Farming Then and Now Dirt, Concrete, Harmony and Progress

Concrete harrisonburg

Human beings have always had a connection with the earth. From the times that our ancestors wandered it and lived in harmony with nature, to modern times of farming and agriculture, there is an undeniable connection between home and inhabitant. The unfortunate thing that we are currently struggling to overcome is how, over time, that connection became a bit fractured, and the harmony was thrown off balance as inhabitants began to take too freely and forcefully from home. The progress that we continue to build as a species is impressive but will only continue to be so impressive if those injustices are corrected.

From dirt to concrete and straw to metal
The process of moving forward with development and progress for the good of mankind and our societies is not an evil thing in itself. But the way that we have gone about it is the trouble. The industrial revolution brought us machines and easier access and processes for getting things done. But the blind eyes that were turned to the damage that the sudden and excessive pollution caused brought catastrophic results. The negligence in the name of power, profit, and progress have led to the precarious environmental situation we find ourselves in today.

Modern society does not have to go back to the days of dirt floors and straw roofs. Concrete foundations and metal roofing have their place. But it is how we achieve these improvements in our living situations and standards for civilization that must be examined and altered.

Modern farming as a solution
Today’s farms are a far cry from the first farms that sprung up from the earth as a result of early nomads deciding to stay in one place long enough to produce a living from the soil. There are massive machines made for large scale farming and handling much bigger amounts of crops than original farmers could have ever imagined. But the conscious farmer today could be looked at as the ideal balance and a good model for the rest of humanity to look up to.

Today’s farming uses modern equipment, technology, and machinery.

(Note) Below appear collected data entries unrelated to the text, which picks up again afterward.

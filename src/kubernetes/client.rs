use anyhow::{Context, Result, anyhow};
use async_trait::async_trait;
use kube::api::{DynamicObject, ListParams};
use kube::config::KubeConfigOptions;
use kube::{Api, Client, Config};
use std::collections::HashMap;
use std::sync::Arc;
use std::time::{Duration, Instant};
use tokio::sync::RwLock;
use tracing::{debug, trace, warn};

use super::discovery::{self, ResourceInfo, ResourceRegistry};
use super::{ApiFilters, ClusterObject, ObjectSearch, SearchProvider, kubeconfig};
use crate::progress::ProgressHandle;

/// Timeout for connecting to K8s API
const CONNECT_TIMEOUT: Duration = Duration::from_secs(10);

/// Timeout for reading K8s API responses
const READ_TIMEOUT: Duration = Duration::from_secs(30);

/// Maximum retry attempts for transient failures
const MAX_RETRIES: u32 = 3;

/// Base delay for exponential backoff (doubles each retry)
const RETRY_BASE_DELAY: Duration = Duration::from_millis(100);

/// Page size for paginated list requests
const PAGE_SIZE: u32 = 500;

/// Client pool keyed by kubeconfig content and namespace
///
/// Requests carry their kubeconfig inline, so the same cluster is usually
/// asked for many times; clients (and their connection pools) are reused.
/// Objects are never cached here.
pub struct K8sClientPool {
    searches: RwLock<HashMap<(String, String), Arc<KubeSearch>>>,
    core_registry: Arc<ResourceRegistry>,
    progress: ProgressHandle,
}

impl K8sClientPool {
    pub fn new(progress: ProgressHandle) -> Self {
        Self {
            searches: RwLock::new(HashMap::new()),
            core_registry: Arc::new(discovery::build_core_registry()),
            progress,
        }
    }

    /// Get the progress reporter handle for subscribing to updates
    pub fn progress(&self) -> &ProgressHandle {
        &self.progress
    }

    /// Client for a kubeconfig, with `namespace` (if non-empty) as its default namespace
    pub async fn client(&self, kubeconfig: &str, namespace: &str) -> Result<Client> {
        Ok(self.get_or_create(kubeconfig, namespace).await?.client.clone())
    }

    async fn get_or_create(&self, content: &str, namespace: &str) -> Result<Arc<KubeSearch>> {
        let key = (content.to_string(), namespace.to_string());
        {
            let searches = self.searches.read().await;
            if let Some(search) = searches.get(&key) {
                return Ok(Arc::clone(search));
            }
        }

        let kubeconfig = kubeconfig::parse(content)?;
        let cluster = kubeconfig
            .current_context
            .clone()
            .unwrap_or_else(|| "default".to_string());

        self.progress.connecting(&cluster);
        let start = Instant::now();

        let mut config = Config::from_custom_kubeconfig(kubeconfig, &KubeConfigOptions::default())
            .await
            .with_context(|| format!("Failed to load kubeconfig for context '{}'", cluster))?;

        config.connect_timeout = Some(CONNECT_TIMEOUT);
        config.read_timeout = Some(READ_TIMEOUT);
        if !namespace.is_empty() {
            config.default_namespace = namespace.to_string();
        }
        let default_namespace = config.default_namespace.clone();

        let client = Client::try_from(config)
            .with_context(|| format!("Failed to create client for context '{}'", cluster))?;

        self.progress
            .connected(&cluster, start.elapsed().as_millis() as u64);

        let search = Arc::new(KubeSearch {
            client,
            cluster,
            namespace: default_namespace,
            core_registry: Arc::clone(&self.core_registry),
            discovered: RwLock::new(None),
            progress: self.progress.clone(),
        });

        let mut searches = self.searches.write().await;
        let search = searches.entry(key).or_insert(search);
        Ok(Arc::clone(search))
    }
}

#[async_trait]
impl SearchProvider for K8sClientPool {
    async fn search(&self, kubeconfig: &str, namespace: &str) -> Result<Arc<dyn ObjectSearch>> {
        let search: Arc<dyn ObjectSearch> = self.get_or_create(kubeconfig, namespace).await?;
        Ok(search)
    }
}

/// Dynamic-API object search for one cluster and default namespace
pub struct KubeSearch {
    client: Client,
    cluster: String,
    namespace: String,
    core_registry: Arc<ResourceRegistry>,
    /// Resources found by the discovery API, filled on the first non-core kind
    discovered: RwLock<Option<ResourceRegistry>>,
    progress: ProgressHandle,
}

impl KubeSearch {
    /// Resolve a kind token, falling back to cluster discovery for CRDs
    async fn resource_info(&self, kind: &str) -> Result<ResourceInfo> {
        if let Some(info) = self.core_registry.get(kind) {
            return Ok(info.clone());
        }

        {
            let discovered = self.discovered.read().await;
            if let Some(registry) = discovered.as_ref() {
                return registry
                    .get(kind)
                    .cloned()
                    .ok_or_else(|| anyhow!("Unknown resource kind: '{}'", kind));
            }
        }

        self.progress.discovering(&self.cluster);
        let registry = discovery::discover_resources(&self.client)
            .await
            .with_context(|| format!("Failed to discover resources on '{}'", self.cluster))?;
        debug!(
            cluster = %self.cluster,
            resources = registry.list().len(),
            "Discovered API resources"
        );
        let info = registry.get(kind).cloned();
        *self.discovered.write().await = Some(registry);

        info.ok_or_else(|| anyhow!("Unknown resource kind: '{}'", kind))
    }

    /// Fetch objects of a kind; `namespace: None` lists across all namespaces
    async fn fetch(
        &self,
        kind: &str,
        namespace: Option<&str>,
        api_filters: &ApiFilters,
    ) -> Result<Vec<ClusterObject>> {
        let resource_info = self.resource_info(kind).await?;
        let ar = &resource_info.api_resource;

        debug!(
            kind = %kind,
            cluster = %self.cluster,
            namespace = ?namespace,
            api_version = %resource_info.api_version(),
            "Fetching K8s resource"
        );

        let api: Api<DynamicObject> = match namespace {
            Some(ns) if resource_info.is_namespaced() => {
                Api::namespaced_with(self.client.clone(), ns, ar)
            }
            _ => Api::all_with(self.client.clone(), ar),
        };

        self.progress.listing(kind, namespace.unwrap_or_default());
        let start = Instant::now();

        let list_params = build_list_params(api_filters);
        let items = self.list_with_retry(&api, &list_params, kind).await?;

        let api_version = resource_info.api_version();
        let objects: Vec<ClusterObject> = items
            .into_iter()
            .map(|item| {
                let mut value = serde_json::to_value(item).unwrap_or(serde_json::Value::Null);
                // K8s list API doesn't include apiVersion/kind per item
                if let serde_json::Value::Object(ref mut map) = value {
                    map.insert(
                        "apiVersion".to_string(),
                        serde_json::Value::String(api_version.clone()),
                    );
                    map.insert(
                        "kind".to_string(),
                        serde_json::Value::String(ar.kind.clone()),
                    );
                }
                ClusterObject::new(value)
            })
            .collect();

        self.progress
            .listed(kind, objects.len(), start.elapsed().as_millis() as u64);

        Ok(objects)
    }

    fn scoped<'a>(&'a self, namespace: &'a str) -> &'a str {
        if namespace.is_empty() {
            &self.namespace
        } else {
            namespace
        }
    }

    /// List with pagination and retry logic, following continue tokens
    async fn list_with_retry(
        &self,
        api: &Api<DynamicObject>,
        base_params: &ListParams,
        kind: &str,
    ) -> Result<Vec<DynamicObject>> {
        let mut all_items: Vec<DynamicObject> = Vec::new();
        let mut continue_token: Option<String> = None;
        let mut page_count = 0u32;

        loop {
            let mut params = base_params.clone().limit(PAGE_SIZE);
            if let Some(ref token) = continue_token {
                params = params.continue_token(token);
            }

            let list = self.list_page_with_retry(api, &params, kind).await?;

            let items_count = list.items.len();
            all_items.extend(list.items);
            page_count += 1;

            match list.metadata.continue_ {
                Some(token) if !token.is_empty() => {
                    debug!(
                        kind = %kind,
                        cluster = %self.cluster,
                        page = page_count,
                        items_this_page = items_count,
                        total_so_far = all_items.len(),
                        "Fetched page, continuing"
                    );
                    continue_token = Some(token);
                }
                _ => break,
            }
        }

        Ok(all_items)
    }

    /// Fetch a single page with retry logic
    async fn list_page_with_retry(
        &self,
        api: &Api<DynamicObject>,
        params: &ListParams,
        kind: &str,
    ) -> Result<kube::api::ObjectList<DynamicObject>> {
        let mut last_error = None;

        for attempt in 0..MAX_RETRIES {
            match api.list(params).await {
                Ok(list) => return Ok(list),
                Err(e) => {
                    if is_retryable_error(&e) {
                        let delay = RETRY_BASE_DELAY * 2u32.pow(attempt);
                        warn!(
                            kind = %kind,
                            cluster = %self.cluster,
                            attempt = attempt + 1,
                            max_attempts = MAX_RETRIES,
                            delay_ms = delay.as_millis(),
                            error = %e,
                            "Retryable error, backing off"
                        );
                        tokio::time::sleep(delay).await;
                        last_error = Some(e);
                    } else {
                        debug!(
                            kind = %kind,
                            cluster = %self.cluster,
                            error = %e,
                            "Non-retryable error"
                        );
                        return Err(anyhow!("K8s API error: {}", e));
                    }
                }
            }
        }

        Err(anyhow!(
            "Failed after {} retries: {}",
            MAX_RETRIES,
            last_error.map(|e| e.to_string()).unwrap_or_default()
        ))
    }
}

#[async_trait]
impl ObjectSearch for KubeSearch {
    async fn list_all(&self, kind: &str) -> Result<Vec<ClusterObject>> {
        self.fetch(kind, None, &ApiFilters::default()).await
    }

    async fn list_by_kind_and_namespace(
        &self,
        kind: &str,
        name: &str,
        namespace: &str,
    ) -> Result<Vec<ClusterObject>> {
        let namespace = self.scoped(namespace);
        let objects = self
            .fetch(kind, Some(namespace), &ApiFilters::by_name(name))
            .await?;
        Ok(filter_by_name(objects, name))
    }

    async fn list_by_kind_name_app_namespace(
        &self,
        kind: &str,
        name: &str,
        app: &str,
        namespace: &str,
    ) -> Result<Vec<ClusterObject>> {
        let objects = self
            .list_by_kind_and_namespace(kind, name, namespace)
            .await?;
        Ok(objects.into_iter().filter(|o| o.belongs_to(app)).collect())
    }
}

/// Keep only objects named `name` (all of them for an empty name)
fn filter_by_name(objects: Vec<ClusterObject>, name: &str) -> Vec<ClusterObject> {
    if name.is_empty() {
        return objects;
    }
    objects.into_iter().filter(|o| o.name() == name).collect()
}

/// Check if an error is retryable (transient failures)
fn is_retryable_error(err: &kube::Error) -> bool {
    match err {
        // Network/connection errors are retryable
        kube::Error::HyperError(_) => true,
        // API errors: retry on 429 (rate limit), 503 (unavailable), 504 (timeout)
        kube::Error::Api(api_err) => matches!(api_err.code, 429 | 503 | 504),
        _ => false,
    }
}

/// Build ListParams from API filters (field selectors)
fn build_list_params(filters: &ApiFilters) -> ListParams {
    let mut params = ListParams::default();

    if let Some(ref field_sel) = filters.field_selector {
        params = params.fields(field_sel);
    }

    trace!(field_selector = ?filters.field_selector, "Built ListParams");

    params
}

But one who works to produce sustenance from the earth will be able to more readily identify just what needs to be done to maintain a harmonious balance with what we give and take from the planet.

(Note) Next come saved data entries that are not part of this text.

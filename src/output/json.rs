use crate::aggregate::Response;

pub struct JsonFormatter;

impl JsonFormatter {
    pub fn format(response: Option<&Response>) -> String {
        serde_json::to_string_pretty(&response).unwrap_or_else(|_| "null".to_string())
    }

    /// Single-line form used on the daemon wire
    pub fn format_line(response: Option<&Response>) -> String {
        serde_json::to_string(&response).unwrap_or_else(|_| "null".to_string())
    }
}
//! Type definitions for the frailty assessment pipeline

pub mod assessment;
pub mod patient;

pub use assessment::{Attribution, FrailtyAssessment, RiskTier, ScoreResult};
pub use patient::PatientRecord;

What does a balanced modern farm look like?
Considering the path we are currently on, mankind is not going to stop building any time soon. Building bigger, greater, stronger seems to be engrained into our collective core. But now that we can see the impact that we as a species have on the environment around us, we can also include earth conscious methods and goals into our building processes. Construction is a big industry, and it continues to grow. The United States is the second biggest market for construction when taking in to consideration the planet as a whole, with a market share of approximately 10%.

A general contractor or construction company may work with a commercial or residential farm to work on barn renovations, equestrian facilities, steel buildings for the purpose of storage for farm equipment or crops, and any number of other things. Pole barns are good examples of the meld of simplicity and modernity, as they could have concrete floors, wooden support beams, and a metal roof, all components of human ingenuity, but they are generally quite basic, existing simply to fulfill some sort of farming storage need.

Whether pole barns have dirt or concrete
floors, whether they are smaller than 40 feet and thus do not require an interior support column or are larger and a bit more complex, they can still represent that fusion of harmony with the earth and the development of society. And with yearly agricultural exports from the United States valued at about $136.3 billion, the focus on either construction or farming shows the wide variety of strengths that we can have as a species. We can continue to grow and develop as long as that harmony remains just as in focus as progress.